• TASK INSTRUCTIONS
In the listing below, write out exactly each line from the first through the one containing "trait. It is".

• RECORDS PROVIDED
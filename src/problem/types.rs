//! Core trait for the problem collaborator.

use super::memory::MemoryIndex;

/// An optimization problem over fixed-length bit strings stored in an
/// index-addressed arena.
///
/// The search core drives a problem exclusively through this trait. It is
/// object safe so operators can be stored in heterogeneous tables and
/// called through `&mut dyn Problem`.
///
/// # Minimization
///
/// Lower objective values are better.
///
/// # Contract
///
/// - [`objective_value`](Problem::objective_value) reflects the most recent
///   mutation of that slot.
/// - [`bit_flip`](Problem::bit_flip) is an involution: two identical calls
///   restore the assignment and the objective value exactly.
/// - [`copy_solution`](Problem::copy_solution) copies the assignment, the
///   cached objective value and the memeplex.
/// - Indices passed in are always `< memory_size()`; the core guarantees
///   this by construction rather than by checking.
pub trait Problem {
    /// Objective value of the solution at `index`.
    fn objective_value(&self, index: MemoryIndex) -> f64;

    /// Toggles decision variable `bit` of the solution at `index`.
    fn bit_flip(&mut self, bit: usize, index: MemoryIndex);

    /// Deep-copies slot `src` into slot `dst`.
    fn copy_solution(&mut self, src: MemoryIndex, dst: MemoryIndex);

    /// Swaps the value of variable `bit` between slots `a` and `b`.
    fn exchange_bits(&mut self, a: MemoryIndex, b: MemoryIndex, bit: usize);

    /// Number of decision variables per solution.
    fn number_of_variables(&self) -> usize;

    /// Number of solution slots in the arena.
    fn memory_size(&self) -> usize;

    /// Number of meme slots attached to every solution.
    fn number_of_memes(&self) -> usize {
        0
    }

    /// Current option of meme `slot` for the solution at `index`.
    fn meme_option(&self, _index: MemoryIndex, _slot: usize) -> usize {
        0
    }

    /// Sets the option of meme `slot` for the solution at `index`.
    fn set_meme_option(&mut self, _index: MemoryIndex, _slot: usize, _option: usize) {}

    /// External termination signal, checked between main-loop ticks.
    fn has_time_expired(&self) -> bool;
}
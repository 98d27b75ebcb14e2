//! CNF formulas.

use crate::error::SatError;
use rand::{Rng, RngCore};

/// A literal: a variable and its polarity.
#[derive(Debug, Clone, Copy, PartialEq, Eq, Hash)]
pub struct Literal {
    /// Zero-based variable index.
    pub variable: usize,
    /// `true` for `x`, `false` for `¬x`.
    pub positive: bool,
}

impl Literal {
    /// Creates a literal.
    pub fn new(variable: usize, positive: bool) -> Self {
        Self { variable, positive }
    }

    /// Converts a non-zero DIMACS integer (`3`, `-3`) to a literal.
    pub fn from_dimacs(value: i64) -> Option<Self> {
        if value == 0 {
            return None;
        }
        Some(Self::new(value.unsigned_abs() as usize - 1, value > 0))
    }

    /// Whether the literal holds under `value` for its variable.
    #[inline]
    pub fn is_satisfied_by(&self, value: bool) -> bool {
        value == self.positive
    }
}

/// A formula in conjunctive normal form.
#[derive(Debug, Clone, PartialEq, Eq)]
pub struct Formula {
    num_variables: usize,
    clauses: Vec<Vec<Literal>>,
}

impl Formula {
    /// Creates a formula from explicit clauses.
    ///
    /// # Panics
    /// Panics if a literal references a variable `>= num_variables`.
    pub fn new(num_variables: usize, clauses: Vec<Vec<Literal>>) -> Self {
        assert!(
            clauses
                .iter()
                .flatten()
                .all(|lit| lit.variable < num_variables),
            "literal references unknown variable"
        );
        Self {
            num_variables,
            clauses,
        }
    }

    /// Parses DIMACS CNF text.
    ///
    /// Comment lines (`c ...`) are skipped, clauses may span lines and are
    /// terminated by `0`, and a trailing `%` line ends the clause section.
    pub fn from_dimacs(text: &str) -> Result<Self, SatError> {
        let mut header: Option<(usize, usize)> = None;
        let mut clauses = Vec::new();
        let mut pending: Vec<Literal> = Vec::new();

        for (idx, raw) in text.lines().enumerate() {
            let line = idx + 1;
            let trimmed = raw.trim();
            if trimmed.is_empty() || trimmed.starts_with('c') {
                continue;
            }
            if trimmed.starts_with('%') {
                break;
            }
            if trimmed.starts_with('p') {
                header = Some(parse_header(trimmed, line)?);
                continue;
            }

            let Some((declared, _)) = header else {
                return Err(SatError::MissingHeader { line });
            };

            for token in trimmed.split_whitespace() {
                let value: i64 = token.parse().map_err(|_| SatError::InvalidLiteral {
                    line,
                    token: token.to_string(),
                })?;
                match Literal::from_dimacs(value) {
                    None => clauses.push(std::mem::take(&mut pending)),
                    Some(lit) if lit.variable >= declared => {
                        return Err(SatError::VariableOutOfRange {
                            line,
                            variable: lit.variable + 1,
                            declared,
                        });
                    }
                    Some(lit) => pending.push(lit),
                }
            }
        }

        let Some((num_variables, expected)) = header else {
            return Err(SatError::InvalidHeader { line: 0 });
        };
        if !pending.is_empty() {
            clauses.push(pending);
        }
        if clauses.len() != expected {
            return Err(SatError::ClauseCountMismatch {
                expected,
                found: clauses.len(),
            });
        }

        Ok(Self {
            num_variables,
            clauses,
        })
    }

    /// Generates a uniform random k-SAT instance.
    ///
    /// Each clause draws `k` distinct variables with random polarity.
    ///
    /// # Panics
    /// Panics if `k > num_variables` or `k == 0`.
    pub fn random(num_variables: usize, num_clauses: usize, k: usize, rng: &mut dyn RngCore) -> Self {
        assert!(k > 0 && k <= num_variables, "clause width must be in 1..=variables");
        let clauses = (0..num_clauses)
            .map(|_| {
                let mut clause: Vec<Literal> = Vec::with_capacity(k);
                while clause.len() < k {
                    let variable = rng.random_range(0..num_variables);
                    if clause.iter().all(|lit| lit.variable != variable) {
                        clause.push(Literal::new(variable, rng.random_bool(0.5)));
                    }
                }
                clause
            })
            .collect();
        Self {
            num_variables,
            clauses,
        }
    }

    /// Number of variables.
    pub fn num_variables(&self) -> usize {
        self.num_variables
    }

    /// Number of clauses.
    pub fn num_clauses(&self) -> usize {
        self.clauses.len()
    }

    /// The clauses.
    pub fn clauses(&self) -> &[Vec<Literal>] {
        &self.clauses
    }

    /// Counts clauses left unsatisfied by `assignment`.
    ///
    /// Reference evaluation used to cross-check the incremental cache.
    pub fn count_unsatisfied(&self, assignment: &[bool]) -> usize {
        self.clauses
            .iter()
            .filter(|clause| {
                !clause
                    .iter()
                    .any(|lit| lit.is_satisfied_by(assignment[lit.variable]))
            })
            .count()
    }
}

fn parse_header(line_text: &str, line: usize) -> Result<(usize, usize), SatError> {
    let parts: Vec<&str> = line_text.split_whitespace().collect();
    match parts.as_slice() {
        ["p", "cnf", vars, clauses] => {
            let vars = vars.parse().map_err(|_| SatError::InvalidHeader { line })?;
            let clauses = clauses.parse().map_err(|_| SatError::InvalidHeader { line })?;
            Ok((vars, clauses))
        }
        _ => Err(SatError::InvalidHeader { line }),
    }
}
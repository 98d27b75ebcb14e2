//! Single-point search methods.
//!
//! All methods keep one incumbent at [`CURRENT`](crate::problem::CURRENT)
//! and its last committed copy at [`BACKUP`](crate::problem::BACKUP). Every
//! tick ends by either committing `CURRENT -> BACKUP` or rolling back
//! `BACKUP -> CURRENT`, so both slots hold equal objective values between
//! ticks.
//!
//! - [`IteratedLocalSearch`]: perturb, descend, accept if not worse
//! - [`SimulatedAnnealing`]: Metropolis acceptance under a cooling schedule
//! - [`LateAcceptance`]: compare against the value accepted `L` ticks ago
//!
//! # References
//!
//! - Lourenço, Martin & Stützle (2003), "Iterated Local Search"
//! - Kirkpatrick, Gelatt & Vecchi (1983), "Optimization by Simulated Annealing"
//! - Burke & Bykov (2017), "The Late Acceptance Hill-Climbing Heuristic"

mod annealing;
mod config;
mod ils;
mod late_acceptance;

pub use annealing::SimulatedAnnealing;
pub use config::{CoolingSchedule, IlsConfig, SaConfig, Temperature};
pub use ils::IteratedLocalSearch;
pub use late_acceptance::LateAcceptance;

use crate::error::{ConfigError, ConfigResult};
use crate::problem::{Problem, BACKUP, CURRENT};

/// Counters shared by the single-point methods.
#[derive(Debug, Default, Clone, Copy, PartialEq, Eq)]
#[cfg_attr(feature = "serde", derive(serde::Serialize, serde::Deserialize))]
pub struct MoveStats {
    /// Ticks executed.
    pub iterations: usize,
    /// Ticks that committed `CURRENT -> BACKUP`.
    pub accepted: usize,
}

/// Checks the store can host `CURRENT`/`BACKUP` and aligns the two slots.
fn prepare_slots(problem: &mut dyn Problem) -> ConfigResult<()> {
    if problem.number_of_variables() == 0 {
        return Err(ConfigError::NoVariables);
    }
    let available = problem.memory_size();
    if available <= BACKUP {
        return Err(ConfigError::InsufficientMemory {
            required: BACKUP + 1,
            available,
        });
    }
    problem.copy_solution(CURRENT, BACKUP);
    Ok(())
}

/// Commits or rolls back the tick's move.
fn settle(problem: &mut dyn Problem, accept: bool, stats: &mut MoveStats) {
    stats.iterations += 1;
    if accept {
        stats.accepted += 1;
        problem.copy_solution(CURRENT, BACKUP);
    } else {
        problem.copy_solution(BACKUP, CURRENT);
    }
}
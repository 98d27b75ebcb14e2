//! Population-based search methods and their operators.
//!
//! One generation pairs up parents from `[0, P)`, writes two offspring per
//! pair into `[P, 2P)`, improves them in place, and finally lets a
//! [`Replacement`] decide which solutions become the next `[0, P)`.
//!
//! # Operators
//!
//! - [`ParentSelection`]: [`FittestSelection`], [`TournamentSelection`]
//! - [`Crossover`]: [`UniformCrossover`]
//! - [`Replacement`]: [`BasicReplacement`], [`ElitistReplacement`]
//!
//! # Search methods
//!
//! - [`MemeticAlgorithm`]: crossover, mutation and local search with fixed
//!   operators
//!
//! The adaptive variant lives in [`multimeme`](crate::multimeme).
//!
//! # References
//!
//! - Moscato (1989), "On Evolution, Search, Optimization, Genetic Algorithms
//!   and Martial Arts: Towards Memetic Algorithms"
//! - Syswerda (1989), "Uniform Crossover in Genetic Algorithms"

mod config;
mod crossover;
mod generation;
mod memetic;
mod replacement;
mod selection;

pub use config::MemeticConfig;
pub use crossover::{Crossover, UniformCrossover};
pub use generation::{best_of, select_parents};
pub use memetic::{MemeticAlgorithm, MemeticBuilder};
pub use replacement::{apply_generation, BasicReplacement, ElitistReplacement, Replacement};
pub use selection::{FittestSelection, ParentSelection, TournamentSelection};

• PROBLEM SOLUTION
filename src/problem/types.rs
//! Core trait for the problem collaborator.

use super::memory::MemoryIndex;

/// An optimization problem over fixed-length bit strings stored in an
/// index-addressed arena.
///
/// The search core drives a problem exclusively through this trait. It is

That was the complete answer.